LONDON — Development professionals must “break out of jargon” in order to “save this field,” according to the former U.K. secretary of state for international development.
In an interview for Devex World, Rory Stewart said excessive jargon makes it difficult to communicate with citizens about aid and to discuss the details of programming.
“If we are to save this field we must break out of jargon and rhetoric and universal solutions and theories and focus on the quality of delivery on the ground,” Stewart said in the interview with Raj Kumar, Devex’s president and editor-in-chief.
“Get to the detail. If what you are saying is ‘Why have we only included the women in the peace process in Syria but not the Kurds,’ say that. Don’t use the jargon word ‘inclusivity.’”— Rory Stewart, former U.K. secretary of state for international development
“You say those things, nobody disagrees, everybody nods happily,” Stewart said. “But what nobody actually does is really think about what that means in Mali.”
Instead of using jargon, he advised: “Get to the detail. If what you are saying is ‘Why have we only included the women in the peace process in Syria but not the Kurds,’ say that. Don’t use the jargon word ‘inclusivity.’”
Using too much jargon also has consequences when communicating with citizens, who need to be convinced of how their taxes are being spent through official development assistance, Stewart added.
“Often we speak to voters in very, very technocratic language, we always speak in numbers. We talk about educating 100 million girls, which is a wonderful thing, but doesn’t feel very real to people,” he said.
He urged development leaders to put more of a “human emphasis” on front-line workers.

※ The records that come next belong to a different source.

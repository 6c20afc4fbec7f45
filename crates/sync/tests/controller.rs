mod common;

use std::sync::atomic::Ordering;
use std::time::Duration;

use common::{ScriptedSource, spawn, three_channels};
use gridguide_core::testing::{at, channel, status};
use gridguide_core::{
    ChannelId, ChannelListFilter, EventId, FetchSource, GuideSnapshot, JumpAnchor,
    RecordingState, SyncError, SyncState,
};
use gridguide_sync::{FilterSelection, ViewportRequest};

fn viewport(scroll_offset_x: f64) -> ViewportRequest {
    ViewportRequest::new(0.0, 300.0, 1.0).with_horizontal(scroll_offset_x, 1_200.0)
}

fn titles(snapshot: &GuideSnapshot) -> Vec<String> {
    snapshot
        .channels
        .iter()
        .flat_map(|entry| entry.events.iter().map(|view| view.event.title.clone()))
        .collect()
}

fn status_of(snapshot: &GuideSnapshot, event_id: &str) -> Option<RecordingState> {
    snapshot
        .channels
        .iter()
        .flat_map(|entry| entry.events.iter())
        .find(|view| view.id() == &EventId::new(event_id))
        .and_then(|view| view.recording_status.as_ref())
        .map(|s| s.state)
}

fn channel_ids(snapshot: &GuideSnapshot) -> Vec<&str> {
    snapshot
        .channels
        .iter()
        .map(|entry| entry.id().as_str())
        .collect()
}

#[tokio::test(start_paused = true)]
async fn stale_round_is_discarded_when_a_newer_round_finishes_first() {
    let source = three_channels();
    let controller = spawn(source.clone(), 0);
    controller.request_window_change(viewport(0.0)).expect("request");
    let bootstrap = controller.settled().await.expect("bootstrap");
    assert_eq!(titles(&bootstrap), vec!["call 1"; 3]);

    source
        .event_delays
        .lock()
        .expect("lock")
        .push_back(Duration::from_secs(10));

    controller.request_window_change(viewport(400.0)).expect("request");
    tokio::time::sleep(Duration::from_millis(1)).await;
    assert!(controller.current_snapshot().state.is_loading());

    controller.request_window_change(viewport(800.0)).expect("request");
    let snapshot = controller.settled().await.expect("snapshot");

    assert_eq!(snapshot.state, SyncState::Ready { epoch: 4 });
    assert_eq!(titles(&snapshot), vec!["call 3"; 3]);
    assert_eq!(snapshot.visible_range.map(|r| r.start), Some(at(2)));
    assert_eq!(source.event_calls.load(Ordering::SeqCst), 3);

    let stats = controller.stats();
    assert_eq!(stats.rounds_launched, 4);
    assert_eq!(stats.rounds_applied, 3);
    assert_eq!(stats.rounds_discarded, 1);
}

#[tokio::test(start_paused = true)]
async fn failed_status_fetch_keeps_previous_statuses_on_new_events() {
    let source = three_channels();
    *source.statuses.lock().expect("lock") = vec![status("ard-e", RecordingState::Scheduled)];
    let controller = spawn(source.clone(), 0);
    controller.request_window_change(viewport(0.0)).expect("request");
    let bootstrap = controller.settled().await.expect("bootstrap");
    assert_eq!(status_of(&bootstrap, "ard-e"), Some(RecordingState::Scheduled));

    source.fail_statuses.store(true, Ordering::SeqCst);
    controller.refresh().expect("refresh");
    let snapshot = controller.settled().await.expect("snapshot");

    assert!(matches!(snapshot.state, SyncState::Ready { .. }));
    assert_eq!(titles(&snapshot), vec!["call 2"; 3]);
    assert_eq!(status_of(&snapshot, "ard-e"), Some(RecordingState::Scheduled));
    assert_eq!(snapshot.errors.len(), 1);
    assert_eq!(
        snapshot.errors[0].fetch_source(),
        Some(FetchSource::RecordingStatuses)
    );
}

#[tokio::test(start_paused = true)]
async fn total_failure_keeps_the_guide_and_reports_every_source() {
    let source = three_channels();
    let controller = spawn(source.clone(), 0);
    controller.request_window_change(viewport(0.0)).expect("request");
    controller.settled().await.expect("bootstrap");

    source.fail_all(true);
    controller.refresh().expect("refresh");
    let snapshot = controller.settled().await.expect("snapshot");

    assert!(matches!(snapshot.state, SyncState::Ready { .. }));
    assert_eq!(channel_ids(&snapshot), vec!["ard", "zdf", "arte"]);
    assert_eq!(titles(&snapshot), vec!["call 1"; 3]);
    let failed: Vec<_> = snapshot
        .errors
        .iter()
        .filter_map(SyncError::fetch_source)
        .collect();
    assert_eq!(failed, FetchSource::ALL.to_vec());
    assert_eq!(controller.stats().fetch_failures, 4);

    source.fail_all(false);
    controller.refresh().expect("refresh");
    let recovered = controller.settled().await.expect("snapshot");
    assert!(recovered.errors.is_empty());
    assert_eq!(titles(&recovered), vec!["call 3"; 3]);
}

#[tokio::test(start_paused = true)]
async fn rapid_requests_coalesce_into_one_round() {
    let source = three_channels();
    let controller = spawn(source.clone(), 50);
    controller.request_window_change(viewport(0.0)).expect("request");
    controller.settled().await.expect("bootstrap");
    let launched = controller.stats().rounds_launched;

    for step in 1..=5 {
        controller
            .request_window_change(viewport(f64::from(step) * 100.0))
            .expect("request");
        tokio::time::sleep(Duration::from_millis(10)).await;
    }
    let snapshot = controller.settled().await.expect("snapshot");

    assert_eq!(controller.stats().rounds_launched, launched + 1);
    assert_eq!(
        snapshot.visible_range.map(|r| r.start),
        Some(at(0) + chrono::Duration::minutes(75))
    );
}

#[tokio::test(start_paused = true)]
async fn pushed_statuses_survive_merges_until_a_full_listing_replaces_them() {
    let source = three_channels();
    let controller = spawn(source.clone(), 0);
    controller.request_window_change(viewport(0.0)).expect("request");
    controller.settled().await.expect("bootstrap");

    controller
        .push_recording_statuses(vec![
            status("zdf-e", RecordingState::Recording),
            status("unknown-e", RecordingState::Scheduled),
        ])
        .expect("push");
    let snapshot = controller.settled().await.expect("snapshot");

    assert_eq!(status_of(&snapshot, "zdf-e"), Some(RecordingState::Recording));
    assert_eq!(status_of(&snapshot, "ard-e"), None);
    assert_eq!(controller.stats().status_pushes, 1);

    controller.request_window_change(viewport(2_000.0)).expect("request");
    let scrolled = controller.settled().await.expect("snapshot");
    assert_ne!(titles(&scrolled), titles(&snapshot));
    assert_eq!(status_of(&scrolled, "zdf-e"), None);
}

#[tokio::test(start_paused = true)]
async fn fetched_channel_list_and_search_narrow_visible_channels() {
    let source = three_channels();
    *source.filter.lock().expect("lock") = Some(ChannelListFilter {
        id: "public".to_string(),
        name: "Public".to_string(),
        channel_ids: vec![ChannelId::new("ard"), ChannelId::new("zdf")],
    });
    let controller = spawn(source.clone(), 0);
    controller.request_window_change(viewport(0.0)).expect("request");
    let snapshot = controller.settled().await.expect("bootstrap");
    assert_eq!(channel_ids(&snapshot), vec!["ard", "zdf"]);

    controller
        .request_window_change(viewport(0.0).with_search(" Z d "))
        .expect("request");
    let snapshot = controller.settled().await.expect("snapshot");
    assert_eq!(channel_ids(&snapshot), vec!["zdf"]);

    controller
        .request_window_change(
            viewport(0.0)
                .with_search("")
                .with_filter(FilterSelection::AllChannels),
        )
        .expect("request");
    let snapshot = controller.settled().await.expect("snapshot");
    assert_eq!(channel_ids(&snapshot), vec!["ard", "zdf", "arte"]);

    controller.request_window_change(viewport(0.0)).expect("request");
    let snapshot = controller.settled().await.expect("snapshot");
    assert_eq!(snapshot.channels.len(), 3);

    // Refresh re-reads the stored preference.
    controller.refresh().expect("refresh");
    let snapshot = controller.settled().await.expect("snapshot");
    assert_eq!(channel_ids(&snapshot), vec!["ard", "zdf"]);
}

#[tokio::test(start_paused = true)]
async fn jump_marks_follow_the_visible_time_range() {
    let controller = spawn(three_channels(), 0);
    controller.request_window_change(viewport(0.0)).expect("request");
    let snapshot = controller.settled().await.expect("snapshot");
    assert!(snapshot.jump_marks.left.is_none());
    assert_eq!(
        snapshot.jump_marks.right.map(|m| m.anchor),
        Some(JumpAnchor::Now)
    );
    assert!(!snapshot.jump_marks.current_time_visible);

    // 400 points per hour at zoom 1: x = 1_600 shows 04:00 to 07:00.
    controller.request_window_change(viewport(1_600.0)).expect("request");
    let snapshot = controller.settled().await.expect("snapshot");
    assert!(snapshot.jump_marks.current_time_visible);
    assert_eq!(
        snapshot.jump_marks.right.map(|m| m.anchor),
        Some(JumpAnchor::PrimeTime)
    );

    controller.request_window_change(viewport(4_000.0)).expect("request");
    let snapshot = controller.settled().await.expect("snapshot");
    assert_eq!(
        snapshot.jump_marks.left.map(|m| (m.anchor, m.target)),
        Some((JumpAnchor::PrimeTime, at(8)))
    );
    assert!(snapshot.jump_marks.right.is_none());
}

#[tokio::test(start_paused = true)]
async fn shutdown_aborts_rounds_in_flight() {
    let source = ScriptedSource::with_channels(&[("ard", "Das Erste")]);
    let controller = spawn(source.clone(), 0);
    controller.request_window_change(viewport(0.0)).expect("request");
    controller.settled().await.expect("bootstrap");

    source
        .event_delays
        .lock()
        .expect("lock")
        .push_back(Duration::from_secs(3_600));
    controller.refresh().expect("refresh");
    tokio::time::sleep(Duration::from_millis(1)).await;

    assert_eq!(controller.stats().rounds_applied, 2);
    let mut snapshots = controller.subscribe();
    controller.shutdown().await;

    assert_eq!(
        snapshots.borrow_and_update().state,
        SyncState::Loading { epoch: 3 }
    );
    assert!(snapshots.changed().await.is_err());
}

#[tokio::test(start_paused = true)]
async fn refresh_overtaken_by_a_scroll_still_reloads_the_catalog() {
    let source = three_channels();
    let controller = spawn(source.clone(), 0);
    controller.request_window_change(viewport(0.0)).expect("request");
    controller.settled().await.expect("bootstrap");

    source
        .channels
        .lock()
        .expect("lock")
        .push(channel("kika", "KiKA"));
    *source.statuses.lock().expect("lock") = vec![status("kika-e", RecordingState::Scheduled)];
    source
        .event_delays
        .lock()
        .expect("lock")
        .push_back(Duration::from_secs(5));

    controller.refresh().expect("refresh");
    tokio::time::sleep(Duration::from_millis(1)).await;
    controller.request_window_change(viewport(400.0)).expect("request");
    let snapshot = controller.settled().await.expect("snapshot");

    assert_eq!(channel_ids(&snapshot), vec!["ard", "zdf", "arte", "kika"]);
    assert_eq!(status_of(&snapshot, "kika-e"), Some(RecordingState::Scheduled));
    assert_eq!(snapshot.visible_range.map(|r| r.start), Some(at(1)));
    assert!(snapshot.errors.is_empty());

    let stats = controller.stats();
    assert_eq!(stats.rounds_discarded, 1);
}

#[tokio::test(start_paused = true)]
async fn search_overtaking_a_scroll_keeps_the_status_listing() {
    let source = three_channels();
    let controller = spawn(source.clone(), 0);
    controller.request_window_change(viewport(0.0)).expect("request");
    controller.settled().await.expect("bootstrap");

    *source.statuses.lock().expect("lock") = vec![status("zdf-e", RecordingState::Recording)];
    source
        .event_delays
        .lock()
        .expect("lock")
        .push_back(Duration::from_secs(5));

    controller.request_window_change(viewport(400.0)).expect("request");
    tokio::time::sleep(Duration::from_millis(1)).await;
    controller
        .request_window_change(viewport(400.0).with_search("zdf"))
        .expect("request");
    let snapshot = controller.settled().await.expect("snapshot");

    assert_eq!(channel_ids(&snapshot), vec!["zdf"]);
    assert_eq!(status_of(&snapshot, "zdf-e"), Some(RecordingState::Recording));
    assert_eq!(controller.stats().rounds_discarded, 1);
}

#[tokio::test(start_paused = true)]
async fn rapid_scrolling_never_exceeds_the_round_cap() {
    let source = three_channels();
    let controller = spawn(source.clone(), 50);
    controller.request_window_change(viewport(0.0)).expect("request");
    controller.settled().await.expect("bootstrap");
    let booted = controller.stats().rounds_launched;

    {
        let mut delays = source.event_delays.lock().expect("lock");
        delays.push_back(Duration::from_secs(10));
        delays.push_back(Duration::from_secs(10));
    }
    for offset in [400.0, 800.0, 1_200.0, 1_600.0] {
        controller.request_window_change(viewport(offset)).expect("request");
        tokio::time::sleep(Duration::from_millis(100)).await;
        assert!(controller.stats().rounds_launched - booted <= 2);
    }
    tokio::time::sleep(Duration::from_secs(5)).await;
    assert_eq!(controller.stats().rounds_launched - booted, 2);
    assert!(controller.current_snapshot().state.is_loading());

    let snapshot = controller.settled().await.expect("snapshot");
    assert_eq!(snapshot.visible_range.map(|r| r.start), Some(at(4)));
    assert_eq!(titles(&snapshot), vec!["call 4"; 3]);

    let stats = controller.stats();
    assert_eq!(stats.rounds_launched - booted, 3);
    assert_eq!(stats.rounds_discarded, 2);
}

“We need to move away from the world of people sitting behind desks, moving bits of paper around, to making the real heroes of the project the person that is really delivering the school … Strangely we've created a world where too often all the plaudits and promotions go to those in head office,” he said.
But Stewart admitted it was “very, very complicated, solving this problem of how we communicate to people.”
For those in government, he suggested “asking yourself as a civil servant, as a minister — is this how I would spend my own money?”